Hello, Crown Clients and Friends!

You’ve likely heard so much about backing up your data over the years that it barely even registers. However, some concepts in data backup have changed slightly over the past few years with the rise in ransomware attacks, personal data leaks, and new technologies to help streamline the process. Properly backing up your data can save you or your organization from losing valuable files by accidental deletion or having a disaster bring your business to a halt. A proper backup solution could even protect you from some kinds of ransomware by making it possible to simply restore your data.

The 3-2-1 Model of Backups

The 3-2-1 model is an effective and easy to remember strategy that suits most organizations’ data security and protection from disaster (both natural and man-made). The strategy is this: three copies of your data, on two different media and one off-site copy.

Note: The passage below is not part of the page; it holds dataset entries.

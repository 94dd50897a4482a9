// Copyright (c) 2026 swarm-provisioner contributors
// SPDX-License-Identifier: AGPL-3.0

pub mod docker_swarm;
pub mod event_bus;
pub mod static_directory;

pub use docker_swarm::DockerSwarmClient;
pub use event_bus::{EventBus, EventBusError, EventReceiver};
pub use static_directory::StaticResourceDirectory;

The first copy of your data is the one that is accessed and/or modified by your company every day. It should be continually updated on an on-site Network Attached Storage device (NAS) that could use RAID or other redundancies to make it safer than a single hard drive. Individual hard drives are vulnerable to a handful of hardware failures and software glitches. Often a failure in one disk means a failure in multiple discs: power interruptions can cause data loss if data is being written to disk at the time, discs that were manufactured at the same time tend to fail around the same time due to manufacturer error, etc. Accidental deletion or data loss due to software problems can happen to anyone.

For this reason, you need a second copy on a medium that isn’t vulnerable to the same failures. A practical way to think of the second copy is a copy on a NAS or solid-state drive that isn’t always in use or is on an entirely different workstation or device. Having this copy somewhat inaccessible from your network and workstations can help keep it secure (by making it harder to overwrite it and keeping it inaccessible to attackers accidentally). Still, it needs backing up regularly enough to have up-to-date data. So the goal with the second copy is to keep an up-to-date, local copy that isn’t quite so easy to overwrite.

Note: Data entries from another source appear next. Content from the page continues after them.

// Copyright (c) 2026 swarm-provisioner contributors
// SPDX-License-Identifier: AGPL-3.0
//! # Launch Domain Types
//!
//! What a single launch attempt works on:
//!
//! - [`QueuedTask`]: the build request waiting for an agent (owned by the
//!   build queue).
//! - [`LaunchTarget`] / [`SwarmAgentComputer`]: the agent slot the launcher
//!   is asked to bring up.
//! - [`LaunchContext`]: per-attempt state, including the shared
//!   [`AgentInfo`] record downstream agent tracking reads.
//! - [`LaunchListener`]: line-oriented output sink of the launch.

use chrono::{DateTime, Utc};
use parking_lot::Mutex;
use serde::{Deserialize, Serialize};
use std::sync::Arc;
use uuid::Uuid;

use crate::domain::naming::sanitize_job_name;

/// Build request waiting in the queue.
pub trait QueuedTask: Send + Sync {
    /// Job name used for derived identifiers (full path for nested jobs).
    fn job_name(&self) -> &str;

    fn assigned_label(&self) -> Option<&str>;

    fn supports_custom_workspace(&self) -> bool {
        false
    }

    fn set_custom_workspace(&self, _path: &str) -> anyhow::Result<()> {
        Ok(())
    }
}

/// Plain queued task description, as read from a launch request file.
#[derive(Debug, Default, Serialize, Deserialize)]
pub struct BuildableItem {
    pub job_name: String,

    #[serde(default)]
    pub label: Option<String>,

    /// Whether the job accepts a custom workspace location
    #[serde(default)]
    pub project: bool,

    #[serde(skip)]
    custom_workspace: Mutex<Option<String>>,
}

impl BuildableItem {
    pub fn new(job_name: impl Into<String>, label: impl Into<String>) -> Self {
        Self {
            job_name: job_name.into(),
            label: Some(label.into()),
            project: true,
            custom_workspace: Mutex::new(None),
        }
    }

    pub fn custom_workspace(&self) -> Option<String> {
        self.custom_workspace.lock().clone()
    }
}

impl QueuedTask for BuildableItem {
    fn job_name(&self) -> &str {
        &self.job_name
    }

    fn assigned_label(&self) -> Option<&str> {
        self.label.as_deref().filter(|l| !l.trim().is_empty())
    }

    fn supports_custom_workspace(&self) -> bool {
        self.project
    }

    fn set_custom_workspace(&self, path: &str) -> anyhow::Result<()> {
        *self.custom_workspace.lock() = Some(path.to_string());
        Ok(())
    }
}

/// Agent slot handed to a launcher.
pub trait LaunchTarget: Send + Sync {
    fn name(&self) -> &str;

    fn as_swarm_agent(&self) -> Option<&SwarmAgentComputer> {
        None
    }
}

/// Agent slot backed by a swarm service.
#[derive(Debug, Clone, PartialEq, Eq, Serialize, Deserialize)]
pub struct SwarmAgentComputer {
    /// Unique agent name, also the service name and dispatch key
    pub name: String,

    /// Controller-relative URL of the agent page, e.g. `computer/agent-1/`
    pub url: String,

    /// Secret the agent authenticates its inbound connection with
    pub secret: String,

    /// Stable agent identity used in cache volume names
    pub volume_name: String,
}

impl SwarmAgentComputer {
    pub fn new(
        name: impl Into<String>,
        secret: impl Into<String>,
        volume_name: impl Into<String>,
    ) -> Self {
        let name = name.into();
        Self {
            url: format!("computer/{}/", name),
            name,
            secret: secret.into(),
            volume_name: volume_name.into(),
        }
    }

    /// Fresh agent identity with a random name suffix and secret.
    pub fn generate(prefix: &str) -> Self {
        let id = Uuid::new_v4().simple().to_string();
        let short = &id[..12];
        Self::new(
            format!("{}-{}", prefix, short),
            Uuid::new_v4().simple().to_string(),
            short,
        )
    }
}

impl LaunchTarget for SwarmAgentComputer {
    fn name(&self) -> &str {
        &self.name
    }

    fn as_swarm_agent(&self) -> Option<&SwarmAgentComputer> {
        Some(self)
    }
}

#[derive(Debug, Clone, Default, PartialEq, Eq, Serialize, Deserialize)]
#[serde(tag = "state", rename_all = "snake_case")]
pub enum LaunchState {
    #[default]
    Pending,
    Provisioning,
    Dispatched,
    Failed { reason: String },
}

/// Facts recorded while an agent is being launched.
///
/// Written progressively so a launch that fails half-way still shows how
/// far it got.
#[derive(Debug, Clone, Default, PartialEq, Serialize, Deserialize)]
pub struct AgentInfo {
    pub docker_image: Option<String>,
    pub limits_nano_cpus: i64,
    pub limits_memory_bytes: i64,
    pub reservations_nano_cpus: i64,
    pub reservations_memory_bytes: i64,
    pub cache_volume_name: Option<String>,
    /// Audit snapshot of the final create-service request
    pub service_request_json: Option<String>,
    pub state: LaunchState,
    pub updated_at: Option<DateTime<Utc>>,
}

impl AgentInfo {
    pub(crate) fn touch(&mut self) {
        self.updated_at = Some(Utc::now());
    }
}

/// One launch attempt.
#[derive(Clone)]
pub struct LaunchContext {
    task: Arc<dyn QueuedTask>,
    label: Option<String>,
    job_name: String,
    agent_info: Arc<Mutex<AgentInfo>>,
}

impl LaunchContext {
    pub fn new(task: Arc<dyn QueuedTask>) -> Self {
        let label = task.assigned_label().map(str::to_string);
        let job_name = task.job_name().to_string();
        Self {
            task,
            label,
            job_name,
            agent_info: Arc::new(Mutex::new(AgentInfo::default())),
        }
    }

    pub fn task(&self) -> &dyn QueuedTask {
        self.task.as_ref()
    }

    pub fn label(&self) -> Option<&str> {
        self.label.as_deref()
    }

    pub fn job_name(&self) -> &str {
        &self.job_name
    }

    pub fn sanitized_job_name(&self) -> String {
        sanitize_job_name(&self.job_name)
    }

    /// Shared handle for agent tracking.
    pub fn agent_info(&self) -> Arc<Mutex<AgentInfo>> {
        Arc::clone(&self.agent_info)
    }

    pub fn snapshot(&self) -> AgentInfo {
        self.agent_info.lock().clone()
    }

    pub fn update(&self, f: impl FnOnce(&mut AgentInfo)) {
        let mut info = self.agent_info.lock();
        f(&mut info);
        info.touch();
    }
}

/// Output sink of a launch (the build log of the agent slot).
pub trait LaunchListener: Send + Sync {
    fn println(&self, line: &str);
}

/// Forwards launch output to `tracing`.
#[derive(Debug, Default, Clone, Copy)]
pub struct TracingListener;

impl LaunchListener for TracingListener {
    fn println(&self, line: &str) {
        tracing::info!(target: "swarm_provisioner::launch", "{}", line);
    }
}

/// Keeps launch output in memory.
#[derive(Debug, Default)]
pub struct RecordingListener {
    lines: Mutex<Vec<String>>,
}

impl RecordingListener {
    pub fn new() -> Self {
        Self::default()
    }

    pub fn lines(&self) -> Vec<String> {
        self.lines.lock().clone()
    }
}

impl LaunchListener for RecordingListener {
    fn println(&self, line: &str) {
        self.lines.lock().push(line.to_string());
    }
}

#[cfg(test)]
mod tests {
    use super::*;

    #[test]
    fn test_context_captures_task_identity() {
        let task = Arc::new(BuildableItem::new("team/api-build", "maven"));
        let ctx = LaunchContext::new(task);
        assert_eq!(ctx.label(), Some("maven"));
        assert_eq!(ctx.sanitized_job_name(), "team_api_build");
    }

    #[test]
    fn test_blank_label_is_unassigned() {
        let mut item = BuildableItem::new("job", "  ");
        assert_eq!(item.assigned_label(), None);
        item.label = None;
        assert_eq!(LaunchContext::new(Arc::new(item)).label(), None);
    }

    #[test]
    fn test_agent_info_is_shared() {
        let ctx = LaunchContext::new(Arc::new(BuildableItem::new("job", "x")));
        let tracked = ctx.agent_info();
        ctx.update(|info| info.docker_image = Some("img".to_string()));
        assert_eq!(tracked.lock().docker_image.as_deref(), Some("img"));
        assert!(tracked.lock().updated_at.is_some());
    }

    #[test]
    fn test_computer_url_derived_from_name() {
        let computer = SwarmAgentComputer::new("agent-42", "s3cr3t", "42");
        assert_eq!(computer.url, "computer/agent-42/");
        assert!(computer.as_swarm_agent().is_some());
    }

    #[test]
    fn test_generated_agents_are_distinct() {
        let a = SwarmAgentComputer::generate("swarm-agent");
        let b = SwarmAgentComputer::generate("swarm-agent");
        assert_ne!(a.name, b.name);
        assert!(a.name.starts_with("swarm-agent-"));
        assert_eq!(a.url, format!("computer/{}/", a.name));
        assert!(a.name.ends_with(&a.volume_name));
        assert_eq!(a.secret.len(), 32);
    }
}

The last backup in the 3-2-1 model is an off-site copy. The off-site backup is meant to protect against disasters like fires and theft and is off-site to keep it geographically separate from your other operations, as well as secure from attacks that happen on your network. If you have an off-site data store, then your third copy is not likely to be vulnerable to any of the same dangers of data loss as your first two copies.

Given how much data modern systems use and store, it’s inevitable that some data will be occasionally lost. However, with a proper backup scheme, that data should be recoverable a very high percentage of the time. Of course, there are still dangers that one of the copies could be lost at any time, but a good backup solution can help you get back to work as soon as possible.